───── Data supplied ─────

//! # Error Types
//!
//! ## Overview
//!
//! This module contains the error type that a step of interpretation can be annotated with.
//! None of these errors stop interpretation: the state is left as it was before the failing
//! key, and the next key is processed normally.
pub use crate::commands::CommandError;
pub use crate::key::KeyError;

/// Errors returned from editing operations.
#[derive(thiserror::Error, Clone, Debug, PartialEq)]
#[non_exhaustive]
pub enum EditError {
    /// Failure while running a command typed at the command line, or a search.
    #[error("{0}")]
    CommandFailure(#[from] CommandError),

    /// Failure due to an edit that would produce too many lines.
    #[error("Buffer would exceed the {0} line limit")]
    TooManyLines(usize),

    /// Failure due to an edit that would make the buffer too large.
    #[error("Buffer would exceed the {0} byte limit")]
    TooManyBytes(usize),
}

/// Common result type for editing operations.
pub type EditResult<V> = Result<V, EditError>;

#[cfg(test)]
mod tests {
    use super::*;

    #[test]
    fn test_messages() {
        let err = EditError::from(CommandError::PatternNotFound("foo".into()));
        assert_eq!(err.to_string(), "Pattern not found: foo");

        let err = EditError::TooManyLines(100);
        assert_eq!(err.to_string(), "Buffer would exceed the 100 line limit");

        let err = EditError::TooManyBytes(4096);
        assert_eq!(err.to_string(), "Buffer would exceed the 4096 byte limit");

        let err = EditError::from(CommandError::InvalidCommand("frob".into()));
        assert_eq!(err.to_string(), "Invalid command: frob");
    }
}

─────
───── Data supplied ─────

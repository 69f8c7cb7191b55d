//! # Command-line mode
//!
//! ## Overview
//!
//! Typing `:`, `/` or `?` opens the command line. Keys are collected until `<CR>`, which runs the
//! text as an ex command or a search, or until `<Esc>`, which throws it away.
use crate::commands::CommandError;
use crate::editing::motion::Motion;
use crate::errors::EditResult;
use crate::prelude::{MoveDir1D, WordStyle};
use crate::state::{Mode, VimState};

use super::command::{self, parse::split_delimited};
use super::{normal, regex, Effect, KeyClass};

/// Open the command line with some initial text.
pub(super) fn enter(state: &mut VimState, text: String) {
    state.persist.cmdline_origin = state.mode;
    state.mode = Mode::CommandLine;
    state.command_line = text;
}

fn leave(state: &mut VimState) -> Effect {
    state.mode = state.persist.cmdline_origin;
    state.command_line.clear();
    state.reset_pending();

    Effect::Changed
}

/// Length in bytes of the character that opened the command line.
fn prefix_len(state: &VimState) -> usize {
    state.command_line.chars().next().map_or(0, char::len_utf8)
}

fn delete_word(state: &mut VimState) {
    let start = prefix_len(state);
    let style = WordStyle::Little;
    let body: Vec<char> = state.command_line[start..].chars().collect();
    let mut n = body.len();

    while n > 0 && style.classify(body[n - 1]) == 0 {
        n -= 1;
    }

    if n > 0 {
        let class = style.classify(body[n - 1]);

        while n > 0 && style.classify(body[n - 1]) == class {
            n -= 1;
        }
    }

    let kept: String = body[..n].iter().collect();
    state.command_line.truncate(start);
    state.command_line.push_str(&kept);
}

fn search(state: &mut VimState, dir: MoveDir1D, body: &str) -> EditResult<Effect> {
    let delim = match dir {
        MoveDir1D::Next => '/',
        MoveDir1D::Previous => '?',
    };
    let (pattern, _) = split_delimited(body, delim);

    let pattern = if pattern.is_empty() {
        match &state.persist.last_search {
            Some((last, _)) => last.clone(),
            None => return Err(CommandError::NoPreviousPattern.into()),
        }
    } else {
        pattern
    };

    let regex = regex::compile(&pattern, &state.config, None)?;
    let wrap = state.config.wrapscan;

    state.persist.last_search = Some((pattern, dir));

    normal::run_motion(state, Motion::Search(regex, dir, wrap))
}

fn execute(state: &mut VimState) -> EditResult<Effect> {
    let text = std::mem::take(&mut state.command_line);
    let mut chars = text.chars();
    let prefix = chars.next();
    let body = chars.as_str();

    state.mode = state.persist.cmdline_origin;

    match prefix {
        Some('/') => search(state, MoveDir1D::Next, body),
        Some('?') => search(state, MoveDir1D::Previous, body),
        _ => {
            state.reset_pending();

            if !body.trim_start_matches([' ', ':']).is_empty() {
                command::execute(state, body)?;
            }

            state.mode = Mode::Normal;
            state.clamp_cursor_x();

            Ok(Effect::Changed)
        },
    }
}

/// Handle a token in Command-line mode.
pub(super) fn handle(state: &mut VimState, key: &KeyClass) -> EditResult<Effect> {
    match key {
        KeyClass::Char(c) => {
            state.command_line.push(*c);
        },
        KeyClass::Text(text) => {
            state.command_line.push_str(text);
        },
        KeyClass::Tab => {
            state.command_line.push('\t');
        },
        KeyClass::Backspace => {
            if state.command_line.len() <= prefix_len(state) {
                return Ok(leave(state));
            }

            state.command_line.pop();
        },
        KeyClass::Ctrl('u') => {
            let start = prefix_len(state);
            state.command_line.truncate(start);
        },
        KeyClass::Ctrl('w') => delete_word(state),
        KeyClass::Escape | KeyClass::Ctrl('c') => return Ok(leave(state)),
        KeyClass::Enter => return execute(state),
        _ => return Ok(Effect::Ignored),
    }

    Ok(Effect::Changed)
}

─────

• Exercise objective: For this exercise, please output exactly the lines above starting at the line with "# Error Types" and ending at the line with "#[non_exhaustive]", ends included.

• Exercise result:
//! # Error Types
//!
//! ## Overview
//!
//! This module contains the error type that a step of interpretation can be annotated with.
//! None of these errors stop interpretation: the state is left as it was before the failing
//! key, and the next key is processed normally.
pub use crate::commands::CommandError;
pub use crate::key::KeyError;

/// Errors returned from editing operations.
#[derive(thiserror::Error, Clone, Debug, PartialEq)]
#[non_exhaustive]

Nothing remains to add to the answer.